*WHAT THE TASK ASKS*: Please repeat the records below exactly, from the first line through the line containing "Talent image (repeatable)", and nothing more.

++++ DATA SECTION

//! CLI for AdGenius - advertising video generation.

use adgenius::history::{FileStorage, HistoryStore};
use adgenius::progress::VideoState;
use adgenius::{
    AdGeniusError, AspectRatio, GeminiPromptProvider, ImageAsset, ImageRole, PromptConfig,
    PromptProvider, Settings, Studio, VeoProvider, VideoProvider, DURATION_PRESETS, STYLES, TONES,
};
use clap::{Args, Parser, Subcommand, ValueEnum};
use std::path::PathBuf;
use std::sync::Arc;

#[derive(Parser)]
#[command(name = "adgenius")]
#[command(about = "Write cinematic ad prompts with Gemini and render them with Veo")]
#[command(version)]
struct Cli {
    #[command(subcommand)]
    command: Commands,

    /// Output as JSON
    #[arg(long, global = true)]
    json: bool,

    /// Debug logging (ignored when RUST_LOG is set)
    #[arg(short, long, global = true)]
    verbose: bool,
}

#[derive(Subcommand)]
enum Commands {
    /// Generate a video prompt from a product brief
    Prompt(BriefArgs),

    /// Generate a prompt (unless given) and render it as a video
    Video(VideoArgs),

    /// List recent generations
    History,

    /// List visual styles, tones and duration presets
    Styles,

    /// Check that both services are reachable with the current key
    Check,
}

#[derive(Args)]
struct BriefArgs {
    /// Product name
    #[arg(long)]
    product: String,

    /// Target audience
    #[arg(long)]
    audience: Option<String>,

    /// Visual style (see `adgenius styles`)
    #[arg(long)]
    style: Option<String>,

    /// Tone of voice
    #[arg(long)]
    tone: Option<String>,

    /// Target duration, e.g. "15" or "15 seconds"
    #[arg(long)]
    duration: Option<String>,

    /// Scene flow
    #[arg(long)]
    storyboard: Option<String>,

    /// Voice-over script
    #[arg(long)]
    voice_script: Option<String>,

    /// Mood reference image (repeatable)
    #[arg(long, value_name = "PATH")]
    mood: Vec<PathBuf>,

    /// Talent image (repeatable)
    #[arg(long, value_name = "PATH")]
    talent: Vec<PathBuf>,

    /// Product image (repeatable)
    #[arg(long, value_name = "PATH")]
    product_image: Vec<PathBuf>,
}

#[derive(Args)]
struct VideoArgs {
    #[command(flatten)]
    brief: BriefArgs,

    /// Use this prompt instead of generating one
    #[arg(long)]
    prompt: Option<String>,

    /// Aspect ratio
    #[arg(long, value_enum, default_value = "16:9")]
    aspect_ratio: AspectRatioArg,
}

#[derive(Debug, Clone, Copy, ValueEnum)]
enum AspectRatioArg {
    #[value(name = "16:9")]
    Landscape,
    #[value(name = "9:16")]
    Portrait,
}

impl From<AspectRatioArg> for AspectRatio {
    fn from(arg: AspectRatioArg) -> Self {
        match arg {
            AspectRatioArg::Landscape => AspectRatio::Landscape,
            AspectRatioArg::Portrait => AspectRatio::Portrait,
        }
    }
}

#[tokio::main]
async fn main() -> anyhow::Result<()> {
    let cli = Cli::parse();
    adgenius::logging::init(cli.verbose);

    let settings = Settings::from_env()?;

    match cli.command {
        Commands::Prompt(args) => generate_prompt(&settings, args, cli.json).await?,
        Commands::Video(args) => generate_video(&settings, args, cli.json).await?,
        Commands::History => list_history(&settings, cli.json)?,
        Commands::Styles => list_styles(cli.json)?,
        Commands::Check => check(&settings, cli.json).await?,
    }

    Ok(())
}

/// Puts the re-authentication hint in front of errors that need it.
fn with_hint(err: AdGeniusError) -> anyhow::Error {
    match err.hint() {
        Some(hint) => anyhow::Error::new(err).context(hint),
        None => err.into(),
    }
}

fn apply_brief(studio: &mut Studio, brief: &BriefArgs) -> anyhow::Result<()> {
    let mut config = PromptConfig::new(&brief.product);
    if let Some(audience) = &brief.audience {
        config = config.with_target_audience(audience);
    }
    if let Some(style) = &brief.style {
        if !STYLES.contains(&style.as_str()) {
            tracing::warn!(style = %style, "style is not one of the presets");
        }
        config = config.with_style(style);
    }
    if let Some(tone) = &brief.tone {
        config = config.with_tone(tone);
    }
    if let Some(duration) = &brief.duration {
        config = config.with_duration(duration);
    }
    if let Some(storyboard) = &brief.storyboard {
        config = config.with_storyboard(storyboard);
    }
    if let Some(script) = &brief.voice_script {
        config = config.with_voice_script(script);
    }
    studio.set_config(config);

    for role in ImageRole::ALL {
        let paths = match role {
            ImageRole::Mood => &brief.mood,
            ImageRole::Talent => &brief.talent,
            ImageRole::Product => &brief.product_image,
        };
        for path in paths {
            studio.add_image(ImageAsset::from_path(role, path)?);
        }
    }
    Ok(())
}

async fn generate_prompt(
    settings: &Settings,
    args: BriefArgs,
    json_output: bool,
) -> anyhow::Result<()> {
    let mut studio = Studio::from_settings(settings).await?;
    apply_brief(&mut studio, &args)?;

    let prompt = studio
        .generate_prompt()
        .await
        .map_err(with_hint)?
        .to_string();

    if json_output {
        let result = serde_json::json!({
            "type": "prompt",
            "success": true,
            "product": args.product,
            "images": studio.images().len(),
            "prompt": prompt,
        });
        println!("{}", serde_json::to_string_pretty(&result)?);
    } else {
        println!("{prompt}");
    }

    Ok(())
}

async fn generate_video(
    settings: &Settings,
    args: VideoArgs,
    json_output: bool,
) -> anyhow::Result<()> {
    let mut studio = Studio::from_settings(settings).await?;
    apply_brief(&mut studio, &args.brief)?;
    studio.set_aspect_ratio(args.aspect_ratio.into());

    match args.prompt {
        Some(prompt) => studio.set_prompt(prompt),
        None => {
            let prompt = studio.generate_prompt().await.map_err(with_hint)?;
            if !json_output {
                eprintln!("Prompt:\n{prompt}\n");
            }
        }
    }

    let mut last_message = String::new();
    let entry = studio
        .create_video(|state: &VideoState| {
            if state.is_generating && state.message != last_message {
                eprintln!("[{:>3}%] {}", state.progress, state.message);
                last_message.clone_from(&state.message);
            }
        })
        .await
        .map_err(with_hint)?;

    let output = entry.video_url.clone().unwrap_or_default();
    if json_output {
        let result = serde_json::json!({
            "type": "video",
            "success": true,
            "output": output,
            "entry": entry,
        });
        println!("{}", serde_json::to_string_pretty(&result)?);
    } else {
        println!("Generated video: {output}");
        println!("Product: {}", entry.product_name);
        println!("History id: {}", entry.id);
    }

    Ok(())
}

fn list_history(settings: &Settings, json_output: bool) -> anyhow::Result<()> {
    let history = HistoryStore::load(Arc::new(FileStorage::new(&settings.data_dir)));

    if json_output {
        println!("{}", serde_json::to_string_pretty(history.entries())?);
        return Ok(());
    }

    if history.is_empty() {
        println!("No generations yet.");
        return Ok(());
    }

    for entry in history.entries() {
        let when = entry
            .created_at()
            .map(|t| t.format("%Y-%m-%d %H:%M").to_string())
            .unwrap_or_else(|| entry.id.clone());
        println!("{} {} [{:?}]", when, entry.product_name, entry.status);
        if let Some(url) = &entry.video_url {
            println!("    {url}");
        }
    }

    Ok(())
}

fn list_styles(json_output: bool) -> anyhow::Result<()> {
    if json_output {
        let result = serde_json::json!({
            "styles": STYLES,
            "tones": TONES,
            "durations": DURATION_PRESETS,
        });
        println!("{}", serde_json::to_string_pretty(&result)?);
        return Ok(());
    }

    println!("STYLES:");
    for style in STYLES {
        println!("  {style}");
    }
    println!("\nTONES:");
    for tone in TONES {
        println!("  {tone}");
    }
    println!("\nDURATIONS:");
    for secs in DURATION_PRESETS {
        println!("  {secs} seconds");
    }

    Ok(())
}

async fn check(settings: &Settings, json_output: bool) -> anyhow::Result<()> {
    #[derive(serde::Serialize)]
    struct CheckResult {
        name: String,
        ok: bool,
        error: Option<String>,
    }

    let mut prompt = GeminiPromptProvider::builder();
    let mut video = VeoProvider::builder();
    if let Some(key) = &settings.api_key {
        prompt = prompt.api_key(key.clone());
        video = video.api_key(key.clone());
    }
    let prompt: Arc<dyn PromptProvider> = Arc::new(prompt.build()?);
    let video: Arc<dyn VideoProvider> = Arc::new(video.build()?);

    let results = vec![
        result(prompt.name(), prompt.health_check().await),
        result(video.name(), video.health_check().await),
    ];

    fn result(name: &str, outcome: adgenius::Result<()>) -> CheckResult {
        CheckResult {
            name: name.to_string(),
            ok: outcome.is_ok(),
            error: outcome.err().map(|e| e.to_string()),
        }
    }

    if json_output {
        println!("{}", serde_json::to_string_pretty(&results)?);
    } else {
        for r in &results {
            let status = if r.ok { "✓" } else { "✗" };
            println!("  {} {}", status, r.name);
            if let Some(error) = &r.error {
                println!("    {error}");
            }
        }
    }

    if results.iter().any(|r| !r.ok) {
        anyhow::bail!("one or more services are unavailable");
    }
    Ok(())
}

++++++++

*SOLUTION TO THIS EXERCISE*:
//! CLI for AdGenius - advertising video generation.

use adgenius::history::{FileStorage, HistoryStore};
use adgenius::progress::VideoState;
use adgenius::{
    AdGeniusError, AspectRatio, GeminiPromptProvider, ImageAsset, ImageRole, PromptConfig,
    PromptProvider, Settings, Studio, VeoProvider, VideoProvider, DURATION_PRESETS, STYLES, TONES,
};
use clap::{Args, Parser, Subcommand, ValueEnum};
use std::path::PathBuf;
use std::sync::Arc;

#[derive(Parser)]
#[command(name = "adgenius")]
#[command(about = "Write cinematic ad prompts with Gemini and render them with Veo")]
#[command(version)]
struct Cli {
    #[command(subcommand)]
    command: Commands,

    /// Output as JSON
    #[arg(long, global = true)]
    json: bool,

    /// Debug logging (ignored when RUST_LOG is set)
    #[arg(short, long, global = true)]
    verbose: bool,
}

#[derive(Subcommand)]
enum Commands {
    /// Generate a video prompt from a product brief
    Prompt(BriefArgs),

    /// Generate a prompt (unless given) and render it as a video
    Video(VideoArgs),

    /// List recent generations
    History,

    /// List visual styles, tones and duration presets
    Styles,

    /// Check that both services are reachable with the current key
    Check,
}

#[derive(Args)]
struct BriefArgs {
    /// Product name
    #[arg(long)]
    product: String,

    /// Target audience
    #[arg(long)]
    audience: Option<String>,

    /// Visual style (see `adgenius styles`)
    #[arg(long)]
    style: Option<String>,

    /// Tone of voice
    #[arg(long)]
    tone: Option<String>,

    /// Target duration, e.g. "15" or "15 seconds"
    #[arg(long)]
    duration: Option<String>,

    /// Scene flow
    #[arg(long)]
    storyboard: Option<String>,

    /// Voice-over script
    #[arg(long)]
    voice_script: Option<String>,

    /// Mood reference image (repeatable)
    #[arg(long, value_name = "PATH")]
    mood: Vec<PathBuf>,

    /// Talent image (repeatable)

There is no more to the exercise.